Le Conseil d’Etat refuse de transmettre la question à la CJUE en jugeant que les dispositions relatives aux CDD pour le remplacement d’un agent titulaire prévu par la loi française sont compatibles avec la directive européenne.

Pourquoi ? Car la loi pose une « raison objective » de recourir aux CDD, à savoir le remplacement d’un agent titulaire absent conformément à ce qu’impose la directive.

Bref, le Conseil d’Etat ferme la porte à tout espoir de réintégration des agents non titulaire en CDD pour remplacement sur le motif de l’illégalité de la décision de non renouvellement du dernier CDD (sauf dispositions légales expresses prévoyant la titularisation).

Cependant, au passage, le Conseil d’Etat nous rappelle que l’agent non titulaire, bien qu’il ne puisse pas demander sa réintégration, peut toujours obtenir une indemnisation du préjudice subi du fait du recours abusif aux CDD (CE, 20 mars 2015, n°371664).

Le caractère abusif du recours aux CDD étant apprécié au cas par cas par les juridictions selon les critères suivants :

  • les fonctions exercées ;
  • le type d’organisme employeur ;
  • le nombre et la durée des contrats ;

Pour conclure, la voie du recours pour excès de pouvoir contre la décision de renouvellement du dernier CDD avec une demande de réintégration semble bien fermée (en dehors des cas fixés expressément par la loi).

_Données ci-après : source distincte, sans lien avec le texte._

use crate::error::ConfigError;

/// One kernel cell: its lattice offset from the centre, the same offset flattened
/// for the field width, and its normalized weight.
#[derive(Clone, Copy, Debug, PartialEq)]
pub struct BrushCell {
    pub dx: i32,
    pub dy: i32,
    pub offset: isize,
    pub weight: f32,
}

/// Circular erosion kernel. Weights fall off linearly from the centre and sum to 1.
#[derive(Clone, Debug)]
pub struct Brush {
    pub radius: i32,
    pub cells: Vec<BrushCell>,
}

impl Brush {
    /// Every lattice point strictly inside the disk of `radius`, for a field `width` cells wide.
    pub fn build(radius: i32, width: usize) -> Result<Self, ConfigError> {
        if radius <= 0 {
            return Err(ConfigError::NonPositiveBrushRadius(radius));
        }
        let r2 = radius * radius;
        let mut cells = Vec::new();
        let mut weight_sum = 0.0f32;

        for dy in -radius..=radius {
            for dx in -radius..=radius {
                let d2 = dx * dx + dy * dy;
                if d2 >= r2 {
                    continue;
                }
                let weight = 1.0 - (d2 as f32).sqrt() / radius as f32;
                weight_sum += weight;
                cells.push(BrushCell {
                    dx,
                    dy,
                    offset: dy as isize * width as isize + dx as isize,
                    weight,
                });
            }
        }

        // The centre cell always has weight 1, so the sum is never zero.
        debug_assert!(!cells.is_empty());
        for c in &mut cells {
            c.weight /= weight_sum;
        }

        Ok(Self { radius, cells })
    }

    pub fn len(&self) -> usize {
        self.cells.len()
    }
}
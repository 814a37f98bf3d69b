use rayon::prelude::*;

use crate::config::NoiseParams;
use crate::grid::Grid;
use crate::noise::perlin01;
use crate::rng::{Rng, seed_u32};

const SALT_OFFSETS: u64 = 0x0FF5_E7A1_5EED_0001;
const SALT_LATTICE: u64 = 0x1A77_1CE0_BEEF_0002;

/// Octave offsets are drawn from `[-OFFSET_RANGE, OFFSET_RANGE)` on each axis.
pub const OFFSET_RANGE: i32 = 1000;

/// Below this spread the field is treated as flat and left unnormalized.
pub const FLAT_TOLERANCE: f32 = 1e-2;

/// Raw fractal field plus the range observed before normalization.
pub struct HeightField {
    pub height: Grid<f32>,
    pub min: f32,
    pub max: f32,
    /// True when values were remapped to `[0, 1]`.
    pub normalized: bool,
}

/// One sample offset per octave, derived only from `seed`.
pub fn octave_offsets(seed: u64, octaves: u32) -> Vec<[f32; 2]> {
    let mut rng = Rng::new(seed ^ SALT_OFFSETS);
    (0..octaves)
        .map(|_| {
            let ox = rng.range_i32(-OFFSET_RANGE, OFFSET_RANGE) as f32;
            let oy = rng.range_i32(-OFFSET_RANGE, OFFSET_RANGE) as f32;
            [ox, oy]
        })
        .collect()
}

/// Layered noise sum at cell `(x, y)` of a `width`-wide field.
#[inline]
pub fn fractal_sample(
    x: usize,
    y: usize,
    width: usize,
    offsets: &[[f32; 2]],
    params: &NoiseParams,
    lattice_seed: u32,
) -> f32 {
    let u = x as f32 / width as f32;
    let v = y as f32 / width as f32;
    let mut sum = 0.0;
    let mut scale = params.initial_scale;
    let mut weight = 1.0;
    for o in offsets {
        sum += perlin01(o[0] + u * scale, o[1] + v * scale, lattice_seed) * weight;
        weight *= params.persistence;
        scale *= params.lacunarity;
    }
    sum
}

/// Fill a `width x width` field with fractal noise and normalize it to `[0, 1]`.
///
/// Rows are computed in parallel; each cell only depends on its coordinates so the
/// output is identical for a given seed regardless of thread count.
pub fn generate_height_field(width: usize, params: &NoiseParams, seed: u64) -> HeightField {
    let offsets = octave_offsets(seed, params.octaves);
    let lattice_seed = seed_u32(seed, SALT_LATTICE);

    let mut height = Grid::<f32>::new(width, width);
    if width == 0 {
        return HeightField { height, min: 0.0, max: 0.0, normalized: false };
    }

    let (min, max) = height
        .data
        .par_chunks_mut(width)
        .enumerate()
        .map(|(y, row)| {
            let mut lo = f32::MAX;
            let mut hi = f32::MIN;
            for (x, cell) in row.iter_mut().enumerate() {
                let v = fractal_sample(x, y, width, &offsets, params, lattice_seed);
                *cell = v;
                lo = lo.min(v);
                hi = hi.max(v);
            }
            (lo, hi)
        })
        .reduce(|| (f32::MAX, f32::MIN), |a, b| (a.0.min(b.0), a.1.max(b.1)));

    let normalized = (max - min).abs() > FLAT_TOLERANCE;
    if normalized {
        normalize(&mut height, min, max);
    } else {
        log::warn!("noise field spread {} below tolerance, skipping normalization", max - min);
    }

    HeightField { height, min, max, normalized }
}

/// Linear remap of `[min, max]` onto `[0, 1]`.
pub fn normalize(height: &mut Grid<f32>, min: f32, max: f32) {
    let inv = 1.0 / (max - min);
    height.data.par_iter_mut().for_each(|v| *v = (*v - min) * inv);
}

#[cfg(test)]
mod tests {
    use super::*;

    #[test]
    fn offsets_follow_seed() {
        let a = octave_offsets(11, 5);
        assert_eq!(a.len(), 5);
        assert_eq!(a, octave_offsets(11, 5));
        assert_ne!(a, octave_offsets(12, 5));
        for o in &a {
            assert!(o[0] >= -1000.0 && o[0] < 1000.0);
            assert!(o[0].fract() == 0.0 && o[1].fract() == 0.0);
        }
    }

    #[test]
    fn octave_weights_decay() {
        // With zero scale every octave samples its lattice point, so the sum is 0.5 * sum(weights).
        let params = NoiseParams { octaves: 3, persistence: 0.5, initial_scale: 0.0, ..Default::default() };
        let offsets = octave_offsets(1, 3);
        let v = fractal_sample(2, 3, 8, &offsets, &params, 9);
        assert!((v - 0.5 * 1.75).abs() < 1e-6);
    }
}
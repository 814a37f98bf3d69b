use crate::error::ConfigError;

/// Row-major flat grid. No per-cell objects, f32 friendly.
#[derive(Clone, Debug, PartialEq)]
pub struct Grid<T> {
    pub data: Vec<T>,
    pub w: usize,
    pub h: usize,
}

impl<T: Copy + Default> Grid<T> {
    pub fn new(w: usize, h: usize) -> Self {
        Self {
            data: vec![T::default(); w * h],
            w,
            h,
        }
    }

    #[inline]
    pub fn idx(&self, x: usize, y: usize) -> usize {
        debug_assert!(x < self.w && y < self.h);
        y * self.w + x
    }

    #[inline]
    pub fn get(&self, x: usize, y: usize) -> T {
        self.data[self.idx(x, y)]
    }
}

impl Grid<f32> {
    /// Smallest and largest value in the grid.
    pub fn min_max(&self) -> (f32, f32) {
        self.data
            .iter()
            .fold((f32::MAX, f32::MIN), |(lo, hi), &v| (lo.min(v), hi.max(v)))
    }
}

/// Square height field geometry: an interior region padded by `border` cells per side.
#[derive(Clone, Copy, Debug, PartialEq, Eq)]
pub struct MapLayout {
    pub interior_size: usize,
    pub border: usize,
}

impl MapLayout {
    /// Border comes from the erosion brush radius so brush and gradient reads stay in bounds.
    pub fn new(interior_size: usize, brush_radius: i32) -> Result<Self, ConfigError> {
        if brush_radius <= 0 {
            return Err(ConfigError::NonPositiveBrushRadius(brush_radius));
        }
        if interior_size < 2 {
            return Err(ConfigError::InteriorTooSmall(interior_size));
        }
        let layout = Self {
            interior_size,
            border: brush_radius as usize,
        };
        let w = layout.width();
        if w.checked_mul(w).is_none_or(|n| n > u32::MAX as usize) {
            return Err(ConfigError::IndexOverflow(w));
        }
        Ok(layout)
    }

    /// Bordered side length.
    #[inline]
    pub fn width(&self) -> usize {
        self.interior_size + 2 * self.border
    }

    #[inline]
    pub fn cells(&self) -> usize {
        self.width() * self.width()
    }

    pub fn check_field(&self, field: &Grid<f32>) -> Result<(), ConfigError> {
        if field.w != self.width() || field.h != self.width() || field.data.len() != self.cells() {
            return Err(ConfigError::FieldSize {
                expected: self.cells(),
                got: field.data.len(),
            });
        }
        Ok(())
    }
}
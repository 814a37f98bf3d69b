use glam::Vec3;
use rayon::prelude::*;

use crate::grid::{Grid, MapLayout};
use crate::mesh::Mesh;

const LOWLAND: [u8; 4] = [70, 110, 60, 255];
const UPLAND: [u8; 4] = [150, 140, 110, 255];
const PEAK: [u8; 4] = [235, 235, 230, 255];
const ERODED: [u8; 4] = [200, 60, 40, 255];
const DEPOSITED: [u8; 4] = [40, 90, 210, 255];
const UNCHANGED: [u8; 4] = [245, 245, 245, 255];

#[inline]
fn lerp_color(a: [u8; 4], b: [u8; 4], t: f32) -> [u8; 4] {
    let t = t.clamp(0.0, 1.0);
    [
        (a[0] as f32 + (b[0] as f32 - a[0] as f32) * t).round() as u8,
        (a[1] as f32 + (b[1] as f32 - a[1] as f32) * t).round() as u8,
        (a[2] as f32 + (b[2] as f32 - a[2] as f32) * t).round() as u8,
        255,
    ]
}

/// Diagnostic: grayscale heightmap of the whole bordered field.
pub fn render_heightmap(height: &Grid<f32>) -> Vec<u8> {
    let (min_h, max_h) = height.min_max();
    let range = (max_h - min_h).max(1e-6);
    let w = height.w;
    let h = height.h;
    let mut rgba = vec![0u8; w * h * 4];
    for i in 0..w * h {
        let t = (height.data[i] - min_h) / range;
        let v = (t * 255.0).clamp(0.0, 255.0) as u8;
        rgba[i * 4..i * 4 + 4].copy_from_slice(&[v, v, v, 255]);
    }
    rgba
}

/// Elevation-tinted Lambert shading of the interior, lit from the north-west.
/// Output is `interior_size x interior_size`, one pixel per mesh vertex.
pub fn render_shaded(height: &Grid<f32>, layout: &MapLayout, mesh: &Mesh) -> Vec<u8> {
    let n = layout.interior_size;
    let light = Vec3::new(-1.0, 1.5, -1.0).normalize();
    let mut rgba = vec![0u8; n * n * 4];

    rgba.par_chunks_mut(n * 4).enumerate().for_each(|(y, row)| {
        for x in 0..n {
            let e = height.get(x + layout.border, y + layout.border).clamp(0.0, 1.0);
            let base = if e < 0.5 {
                lerp_color(LOWLAND, UPLAND, e / 0.5)
            } else {
                lerp_color(UPLAND, PEAK, (e - 0.5) / 0.5)
            };
            let normal = mesh.normals.get(y * n + x).copied().unwrap_or(Vec3::Y);
            let shade = 0.25 + 0.75 * normal.dot(light).max(0.0);
            let out = &mut row[x * 4..x * 4 + 4];
            out.copy_from_slice(&[
                (base[0] as f32 * shade) as u8,
                (base[1] as f32 * shade) as u8,
                (base[2] as f32 * shade) as u8,
                255,
            ]);
        }
    });

    rgba
}

/// Diagnostic: where erosion removed (red) or added (blue) material.
pub fn render_erosion_delta(before: &Grid<f32>, after: &Grid<f32>) -> Vec<u8> {
    let max_d = before
        .data
        .iter()
        .zip(&after.data)
        .map(|(a, b)| (b - a).abs())
        .fold(0.0f32, f32::max)
        .max(1e-6);
    let mut rgba = vec![0u8; after.w * after.h * 4];
    rgba.par_chunks_mut(4).enumerate().for_each(|(i, px)| {
        let d = (after.data[i] - before.data[i]) / max_d;
        let color = if d < 0.0 {
            lerp_color(UNCHANGED, ERODED, d.abs().sqrt())
        } else {
            lerp_color(UNCHANGED, DEPOSITED, d.sqrt())
        };
        px.copy_from_slice(&color);
    });
    rgba
}

#[cfg(test)]
mod tests {
    use super::*;

    #[test]
    fn delta_of_identical_fields_is_blank() {
        let g = Grid::<f32>::new(3, 3);
        let rgba = render_erosion_delta(&g, &g);
        assert!(rgba.chunks(4).all(|px| px == UNCHANGED));
    }
}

La solution juridique est opportunément cohérente avec les politiques actuelles de réduction du nombre de fonctionnaire…

Mieux vaut indemniser que titulariser !                                              

La voie du recours indemnitaire, reste, elle, à explorer, juridiction par juridiction selon les critères posés par le Conseil d’Etat.

Il faudra également se battre sur le montant de l’indemnisation : dans l’arrêt de renvoi de la Cour Administrative d’Appel de Lyon après cassation, statuant sur le recours indemnitaire d’un agent non titulaire de la fonction publique hospitalière pendant huit ans, la Cour lui octroie … 6 500, 00 € d’indemnisation.